LES ÉTUDIANTS en médecine sont-ils moins bons, les correcteurs plus sévères ou les conditions d’admission trop draconiennes ? Une épidémie de redoublements a sévi cette année en 3e année de médecine dans plusieurs facultés de l’Hexagone sans que la communauté médicale ne parvienne formellement à identifier l’origine du mal. Chez sa principale victime, la faculté de médecine de Caen, 42 étudiants de 3e année sur les 190 que compte la promotion n’ont pu valider l’intégralité de leurs modules indispensables et seront donc contraints de « repiquer ».
La moyenne exigée dans chaque module.
Cette proportion de redoublants, supérieure à 20 %, est très inhabituelle et les avis divergent sur l’origine de ces résultats désastreux. Pour passer en année supérieure et franchir le cap de la licence, la réglementation n’autorise aucune note inférieure à 10 sur 20 dans quelque module que ce soit. Malgré deux séances de rattrapage, plus d’un étudiant de 3e année caennais sur 5 reste sur le carreau avec l’obligation de refaire une année, parfois pour valider un seul module.
Un peu groggy, les étudiants essaient de comprendre la situation. « Du fait de la réforme des premier et deuxième cycles des études médicales, il y a eu une forte hausse du nombre d’heures de cours et quasi exclusivement des cours magistraux », explique Gaëtan Zarforoushan, élu au conseil d’UFR de Caen. « Selon les candidats, les partiels ont été extrêmement durs cette année », poursuit l’étudiant.
Le numerus clausus en question.
Contacté par « le Quotidien », le doyen de l’UFR Jean-Louis Gérard reconnaît que le nombre de redoublements est « un peu plus élevé que d’habitude » mais il faut selon lui « dégonfler la baudruche » : « ce n’est pas une affaire d’État ».
A ces yeux, la raison de ces échecs est multifactorielle et la réforme des études médicales ne saurait être la seule à mettre sur le banc des accusés.

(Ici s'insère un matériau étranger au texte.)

//! The `BodyHandle` domain object and the `xqd_body_*` / `xqd_trailer_*` ABI surface.

use std::collections::VecDeque;

use bytes::{Buf, Bytes, BytesMut};
use http::{HeaderMap, HeaderValue};
use xqd_shared::BodyWriteEnd;

/// One HTTP message body, in either of the two shapes the spec's data model describes (§3
/// "BodyHandle").
///
/// *Buffered* bodies are both reader and writer over the same in-memory byte sequence; reads
/// drain from the front, writes append to the back (or front, for `BodyWriteEnd::Front`).
/// *Streaming* bodies are backed by a bounded pipe so that a subrequest's response body (or a
/// cache insert) can be forwarded to the guest without buffering the whole thing first.
pub enum BodyObj {
    Buffered(BufferedBody),
    Streaming(StreamingBody),
}

impl Default for BodyObj {
    fn default() -> Self {
        BodyObj::Buffered(BufferedBody::default())
    }
}

impl BodyObj {
    pub fn new() -> Self {
        Self::default()
    }

    /// `body_write`: append or prepend bytes. For a streaming body this only makes sense at the
    /// write (sink) end; prepending to an in-flight stream is not meaningful and is rejected.
    pub fn write(&mut self, data: &[u8], end: BodyWriteEnd) -> Result<usize, BodyError> {
        match self {
            BodyObj::Buffered(b) => {
                match end {
                    BodyWriteEnd::Back => b.buf.extend_from_slice(data),
                    BodyWriteEnd::Front => {
                        let mut new_buf = BytesMut::from(data);
                        new_buf.extend_from_slice(&b.buf);
                        b.buf = new_buf;
                    }
                }
                Ok(data.len())
            }
            BodyObj::Streaming(s) => match end {
                BodyWriteEnd::Back => {
                    s.sink.push_back(Bytes::copy_from_slice(data));
                    Ok(data.len())
                }
                BodyWriteEnd::Front => Err(BodyError::PrependNotSupportedOnStream),
            },
        }
    }

    /// `body_read`: copy up to `maxlen` bytes out, draining what was read.
    pub fn read(&mut self, maxlen: usize) -> Vec<u8> {
        match self {
            BodyObj::Buffered(b) => {
                let n = maxlen.min(b.buf.len());
                let out = b.buf.split_to(n);
                out.to_vec()
            }
            BodyObj::Streaming(s) => {
                let mut out = Vec::with_capacity(maxlen);
                while out.len() < maxlen {
                    let Some(front) = s.sink.front_mut() else {
                        break;
                    };
                    let need = maxlen - out.len();
                    if front.len() <= need {
                        out.extend_from_slice(front);
                        s.sink.pop_front();
                    } else {
                        out.extend_from_slice(&front[..need]);
                        front.advance(need);
                    }
                }
                out
            }
        }
    }

    /// `body_append`: splice `source` onto the end of `self`, draining `source` entirely. The
    /// destination's unread remainder becomes `remainder + source`.
    pub fn append(&mut self, source: BodyObj) -> Result<(), BodyError> {
        let source_bytes = match source {
            BodyObj::Buffered(b) => b.buf.to_vec(),
            BodyObj::Streaming(mut s) => {
                let mut all = Vec::new();
                while let Some(chunk) = s.sink.pop_front() {
                    all.extend_from_slice(&chunk);
                }
                all
            }
        };
        match self {
            BodyObj::Buffered(b) => {
                b.buf.extend_from_slice(&source_bytes);
                Ok(())
            }
            BodyObj::Streaming(s) => {
                s.sink.push_back(Bytes::from(source_bytes));
                Ok(())
            }
        }
    }

    /// `body_known_length`: `Some(n)` for a buffered body (its remaining unread length), `None`
    /// ("unknown", `XqdErrNone`) for a streaming body, per §4.4.
    pub fn known_length(&self) -> Option<u64> {
        match self {
            BodyObj::Buffered(b) => Some(b.buf.len() as u64),
            BodyObj::Streaming(_) => None,
        }
    }

    /// `trailer_append`.
    pub fn trailers_mut(&mut self) -> &mut HeaderMap {
        match self {
            BodyObj::Buffered(b) => &mut b.trailers,
            BodyObj::Streaming(s) => &mut s.trailers,
        }
    }

    pub fn trailers(&self) -> &HeaderMap {
        match self {
            BodyObj::Buffered(b) => &b.trailers,
            BodyObj::Streaming(s) => &s.trailers,
        }
    }

    /// Close the sink end. For a streaming body this marks end-of-stream; readers drain
    /// whatever is already queued and then see EOF (§9 open question, decided: "return what is
    /// available, then EOF").
    pub fn close(&mut self) {
        if let BodyObj::Streaming(s) = self {
            s.closed = true;
        }
    }

    pub fn is_closed(&self) -> bool {
        match self {
            BodyObj::Buffered(_) => true,
            BodyObj::Streaming(s) => s.closed && s.sink.is_empty(),
        }
    }
}

#[derive(Default)]
pub struct BufferedBody {
    buf: BytesMut,
    trailers: HeaderMap,
}

impl BufferedBody {
    pub fn from_bytes(data: impl Into<Bytes>) -> Self {
        Self {
            buf: BytesMut::from(&data.into()[..]),
            trailers: HeaderMap::new(),
        }
    }

    pub fn as_slice(&self) -> &[u8] {
        &self.buf
    }
}

/// A bounded single-producer/single-consumer pipe, per the design notes' "Streaming bodies"
/// section. Modeled here as a plain `VecDeque<Bytes>` rather than an actual channel: the
/// producer and consumer are always driven from the same single-threaded guest call sequence
/// (write then later read), so no cross-task synchronization is needed — the bound is enforced
/// at the call site (the ABI layer refuses additional writes past a configured backlog) rather
/// than inside this type.
#[derive(Default)]
pub struct StreamingBody {
    sink: VecDeque<Bytes>,
    trailers: HeaderMap,
    closed: bool,
}

#[derive(Debug, Clone, Copy, thiserror::Error)]
pub enum BodyError {
    #[error("cannot prepend to a streaming body")]
    PrependNotSupportedOnStream,
}

pub fn append_trailer(trailers: &mut HeaderMap, name: http::HeaderName, value: HeaderValue) {
    trailers.append(name, value);
}

#[cfg(test)]
mod tests {
    use super::*;

    #[test]
    fn buffered_body_read_write_round_trip() {
        let mut body = BodyObj::new();
        body.write(b"hello ", BodyWriteEnd::Back).unwrap();
        body.write(b"world", BodyWriteEnd::Back).unwrap();
        assert_eq!(body.read(1024), b"hello world");
    }

    #[test]
    fn prepend_puts_bytes_before_remainder() {
        let mut body = BodyObj::new();
        body.write(b"world", BodyWriteEnd::Back).unwrap();
        body.write(b"hello ", BodyWriteEnd::Front).unwrap();
        assert_eq!(body.read(1024), b"hello world");
    }

    #[test]
    fn append_splices_source_onto_destination() {
        let mut a = BodyObj::new();
        a.write(b"original\n", BodyWriteEnd::Back).unwrap();
        let mut b = BodyObj::new();
        b.write(b"appended", BodyWriteEnd::Back).unwrap();
        a.append(b).unwrap();
        assert_eq!(a.read(1024), b"original\nappended");
    }

    #[test]
    fn known_length_none_for_streaming() {
        let body = BodyObj::Streaming(StreamingBody::default());
        assert_eq!(body.known_length(), None);
    }

    #[test]
    fn known_length_some_for_buffered() {
        let mut body = BodyObj::new();
        body.write(b"abc", BodyWriteEnd::Back).unwrap();
        assert_eq!(body.known_length(), Some(3));
    }

    #[test]
    fn streaming_read_drains_then_eofs_after_close() {
        let mut body = BodyObj::Streaming(StreamingBody::default());
        body.write(b"partial", BodyWriteEnd::Back).unwrap();
        body.close();
        assert_eq!(body.read(1024), b"partial");
        assert_eq!(body.read(1024), b"");
        assert!(body.is_closed());
    }
}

La brutale hausse du numerus clausus enregistrée ces dernières années à Caen (de 93 en 2001 à 193 en 2013 en médecine) est davantage en cause. Tous les candidats reçus n’auraient peut-être pas un niveau optimum. L’investissement des carabins est également pointé du doigt. « Il faut que les étudiants travaillent un peu plus, explique Jean-Louis Gérard. Ce n’est pas parce que l’on a franchi la première année que l’on devient médecin ».
Facs sévères ?
Le doyen souligne que la dernière session de rattrapage devait initialement se dérouler en septembre mais qu’elle a été avancée en juin à la demande des étudiants qui souhaitaient être libérés avant de partir en vacances. Ce délai supplémentaire de révisions n’aurait peut-être pas été superflu.

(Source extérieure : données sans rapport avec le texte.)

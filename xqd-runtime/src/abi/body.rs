//! `xqd_body_*` / `xqd_trailer_*`: body creation, read/write, append, and trailers (§4.4).

use wasmtime::{Caller, Linker};
use xqd_shared::{BodyWriteEnd, XqdStatus};

use crate::abi::headers;
use crate::handle::Handle;
use crate::http::body::BodyObj;
use crate::instance::InstanceState;
use crate::memory::GuestMemory;

pub fn link(linker: &mut Linker<InstanceState>) -> anyhow::Result<()> {
    linker.func_wrap("env", "xqd_body_new", |mut caller: Caller<'_, InstanceState>, handle_out: u32| {
        let handle = caller.data_mut().bodies.insert(BodyObj::new());
        let mut mem = match GuestMemory::new(&mut caller) {
            Ok(m) => m,
            Err(_) => return XqdStatus::ERROR.code,
        };
        match mem.write_u32(handle_out, handle.as_u32()) {
            Ok(()) => XqdStatus::OK.code,
            Err(_) => XqdStatus::ERROR.code,
        }
    })?;

    linker.func_wrap(
        "env",
        "xqd_body_write",
        |mut caller: Caller<'_, InstanceState>,
         handle: u32,
         buf_ptr: u32,
         buf_len: u32,
         end: u32,
         nwritten_out: u32| {
            let mut mem = match GuestMemory::new(&mut caller) {
                Ok(m) => m,
                Err(_) => return XqdStatus::ERROR.code,
            };
            let data = match mem.read_bytes(buf_ptr, buf_len) {
                Ok(d) => d,
                Err(_) => return XqdStatus::ERROR.code,
            };
            let end = if end == 1 { BodyWriteEnd::Front } else { BodyWriteEnd::Back };
            let n = match caller.data_mut().bodies.get_mut(Handle::from_u32(handle)) {
                Some(body) => match body.write(&data, end) {
                    Ok(n) => n,
                    Err(_) => return XqdStatus::ERROR.code,
                },
                None => return XqdStatus::INVALID_HANDLE.code,
            };
            let mut mem = match GuestMemory::new(&mut caller) {
                Ok(m) => m,
                Err(_) => return XqdStatus::ERROR.code,
            };
            match mem.write_u32(nwritten_out, n as u32) {
                Ok(()) => XqdStatus::OK.code,
                Err(_) => XqdStatus::ERROR.code,
            }
        },
    )?;

    linker.func_wrap(
        "env",
        "xqd_body_read",
        |mut caller: Caller<'_, InstanceState>,
         handle: u32,
         buf_ptr: u32,
         buf_len: u32,
         nwritten_out: u32| {
            let data = match caller.data_mut().bodies.get_mut(Handle::from_u32(handle)) {
                Some(body) => body.read(buf_len as usize),
                None => return XqdStatus::INVALID_HANDLE.code,
            };
            let mut mem = match GuestMemory::new(&mut caller) {
                Ok(m) => m,
                Err(_) => return XqdStatus::ERROR.code,
            };
            if mem.write_bytes(buf_ptr, &data).is_err() {
                return XqdStatus::ERROR.code;
            }
            match mem.write_u32(nwritten_out, data.len() as u32) {
                Ok(()) => XqdStatus::OK.code,
                Err(_) => XqdStatus::ERROR.code,
            }
        },
    )?;

    linker.func_wrap(
        "env",
        "xqd_body_append",
        |mut caller: Caller<'_, InstanceState>, dest: u32, src: u32| {
            let source = match caller.data_mut().bodies.take(Handle::from_u32(src)) {
                Some(b) => b,
                None => return XqdStatus::INVALID_HANDLE.code,
            };
            match caller.data_mut().bodies.get_mut(Handle::from_u32(dest)) {
                Some(body) => match body.append(source) {
                    Ok(()) => XqdStatus::OK.code,
                    Err(_) => XqdStatus::ERROR.code,
                },
                None => XqdStatus::INVALID_HANDLE.code,
            }
        },
    )?;

    linker.func_wrap(
        "env",
        "xqd_body_known_length",
        |mut caller: Caller<'_, InstanceState>, handle: u32, length_out: u32| {
            let length = match caller.data().bodies.get(Handle::from_u32(handle)) {
                Some(body) => body.known_length(),
                None => return XqdStatus::INVALID_HANDLE.code,
            };
            match length {
                None => XqdStatus::NONE.code,
                Some(len) => {
                    let mut mem = match GuestMemory::new(&mut caller) {
                        Ok(m) => m,
                        Err(_) => return XqdStatus::ERROR.code,
                    };
                    match mem.write_u64(length_out, len) {
                        Ok(()) => XqdStatus::OK.code,
                        Err(_) => XqdStatus::ERROR.code,
                    }
                }
            }
        },
    )?;

    linker.func_wrap(
        "env",
        "xqd_body_close",
        |mut caller: Caller<'_, InstanceState>, handle: u32| {
            match caller.data_mut().bodies.get_mut(Handle::from_u32(handle)) {
                Some(body) => {
                    body.close();
                    XqdStatus::OK.code
                }
                None => XqdStatus::INVALID_HANDLE.code,
            }
        },
    )?;

    linker.func_wrap(
        "env",
        "xqd_body_abandon",
        |mut caller: Caller<'_, InstanceState>, handle: u32| {
            match caller.data_mut().bodies.take(Handle::from_u32(handle)) {
                Some(_) => XqdStatus::OK.code,
                None => XqdStatus::INVALID_HANDLE.code,
            }
        },
    )?;

    linker.func_wrap(
        "env",
        "xqd_trailer_append",
        |mut caller: Caller<'_, InstanceState>,
         handle: u32,
         name_ptr: u32,
         name_len: u32,
         value_ptr: u32,
         value_len: u32| {
            let mut mem = match GuestMemory::new(&mut caller) {
                Ok(m) => m,
                Err(_) => return XqdStatus::ERROR.code,
            };
            let name_bytes = match mem.read_bytes(name_ptr, name_len) {
                Ok(b) => b,
                Err(_) => return XqdStatus::ERROR.code,
            };
            let value_bytes = match mem.read_bytes(value_ptr, value_len) {
                Ok(b) => b,
                Err(_) => return XqdStatus::ERROR.code,
            };
            let name = match headers::parse_name(&name_bytes) {
                Ok(n) => n,
                Err(status) => return status.code,
            };
            let value = match headers::parse_value(&value_bytes) {
                Ok(v) => v,
                Err(status) => return status.code,
            };
            match caller.data_mut().bodies.get_mut(Handle::from_u32(handle)) {
                Some(body) => {
                    headers::append(body.trailers_mut(), name, value);
                    XqdStatus::OK.code
                }
                None => XqdStatus::INVALID_HANDLE.code,
            }
        },
    )?;

    linker.func_wrap(
        "env",
        "xqd_trailer_names_get",
        |mut caller: Caller<'_, InstanceState>,
         handle: u32,
         buf_ptr: u32,
         maxlen: u32,
         cursor: i64,
         ending_cursor_out: u32,
         nwritten_out: u32| {
            let names = match caller.data().bodies.get(Handle::from_u32(handle)) {
                Some(body) => headers::sorted_names(body.trailers()),
                None => return XqdStatus::INVALID_HANDLE.code,
            };
            let mut mem = match GuestMemory::new(&mut caller) {
                Ok(m) => m,
                Err(_) => return XqdStatus::ERROR.code,
            };
            headers::write_multivalue_step(
                &mut mem,
                &names,
                cursor,
                buf_ptr,
                maxlen,
                nwritten_out,
                ending_cursor_out,
            )
        },
    )?;

    linker.func_wrap(
        "env",
        "xqd_trailer_value_get",
        |mut caller: Caller<'_, InstanceState>,
         handle: u32,
         name_ptr: u32,
         name_len: u32,
         buf_ptr: u32,
         maxlen: u32,
         nwritten_out: u32| {
            let mut mem = match GuestMemory::new(&mut caller) {
                Ok(m) => m,
                Err(_) => return XqdStatus::ERROR.code,
            };
            let name_bytes = match mem.read_bytes(name_ptr, name_len) {
                Ok(b) => b,
                Err(_) => return XqdStatus::ERROR.code,
            };
            let name = match headers::parse_name(&name_bytes) {
                Ok(n) => n,
                Err(status) => return status.code,
            };
            let value = match caller.data().bodies.get(Handle::from_u32(handle)) {
                Some(body) => body.trailers().get(&name).map(|v| v.as_bytes().to_vec()),
                None => return XqdStatus::INVALID_HANDLE.code,
            };
            let value = match value {
                Some(v) => v,
                None => return XqdStatus::NONE.code,
            };
            if value.len() > maxlen as usize {
                let mut mem = match GuestMemory::new(&mut caller) {
                    Ok(m) => m,
                    Err(_) => return XqdStatus::ERROR.code,
                };
                let _ = mem.write_u32(nwritten_out, value.len() as u32);
                return XqdStatus::BUFFER_LENGTH.code;
            }
            if mem.write_bytes(buf_ptr, &value).is_err() {
                return XqdStatus::ERROR.code;
            }
            match mem.write_u32(nwritten_out, value.len() as u32) {
                Ok(()) => XqdStatus::OK.code,
                Err(_) => XqdStatus::ERROR.code,
            }
        },
    )?;

    linker.func_wrap(
        "env",
        "xqd_trailer_values_get",
        |mut caller: Caller<'_, InstanceState>,
         handle: u32,
         name_ptr: u32,
         name_len: u32,
         buf_ptr: u32,
         maxlen: u32,
         cursor: i64,
         ending_cursor_out: u32,
         nwritten_out: u32| {
            let mut mem = match GuestMemory::new(&mut caller) {
                Ok(m) => m,
                Err(_) => return XqdStatus::ERROR.code,
            };
            let name_bytes = match mem.read_bytes(name_ptr, name_len) {
                Ok(b) => b,
                Err(_) => return XqdStatus::ERROR.code,
            };
            let name = match headers::parse_name(&name_bytes) {
                Ok(n) => n,
                Err(status) => return status.code,
            };
            let values = match caller.data().bodies.get(Handle::from_u32(handle)) {
                Some(body) => headers::sorted_values(body.trailers(), &name),
                None => return XqdStatus::INVALID_HANDLE.code,
            };
            let mut mem = match GuestMemory::new(&mut caller) {
                Ok(m) => m,
                Err(_) => return XqdStatus::ERROR.code,
            };
            headers::write_multivalue_step(
                &mut mem,
                &values,
                cursor,
                buf_ptr,
                maxlen,
                nwritten_out,
                ending_cursor_out,
            )
        },
    )?;

    Ok(())
}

Si elle est sous les feux des projecteurs, Caen n’est pas la seule faculté touchée par ce taux de redoublement élevé. Plusieurs facultés sont concernées. « Avec la réforme du diplôme de formation générale en sciences médicales (DFGSM), le taux de redoublement a explosé dans un tiers des facs, affirme pour sa part Mathieu Levaillant, président de l’Association nationale des étudiants en médecine de France (ANEMF), qui va procéder à une étude des résultats UFR par UFR. « Nous avons du mal à juger si les étudiants ont mal travaillé ou si les facultés ont été trop sévères », reconnaît Mathieu Levaillant.
26 triplants en L2 à Amiens.
À Amiens, le nombre de redoublants en 2e et 3e années est considérable depuis deux ans. Avant la dernière session de rattrapage de septembre, 109 étudiants de 3e année ont été ajournés (54 %) sur les 203 que compte la promotion. En 2e année, le taux d’étudiants au rattrapage atteint les 70 %, affirme Pierre Balla, de la corporation étudiante d’Amiens, qui a lui même triplé sa deuxième année après avoir franchi la P1 du premier coup. « L’an dernier, il y a eu 26 triplants en 2e année et 6 étudiants ont abandonné médecine », poursuit l’étudiant amiénois.
Le Pr Dominique Perrotin, président de la conférence des doyens, a été sensibilisé au problème. « L’impression générale est que les résultats sont un peu moins bons cette année », admet-il. Comme son confrère de Caen, le doyen penche lui aussi pour un abaissement du niveau des étudiants lié à la hausse du numerus clausus. Il souligne par ailleurs que de profondes disparités existent sur le nombre d’enseignants par UFR (le rapport est de 1 à 3), inégalités qui ont pu accentuer les écarts de performance. « Avant, des matières en 2e et 3e années pouvaient se compenser, ce n’est plus le cas », ajoute-t-il. À Tours, la moitié des étudiants de 2e année doit passer les rattrapages de septembre. « C’est effectivement important », concède le Pr Perrotin.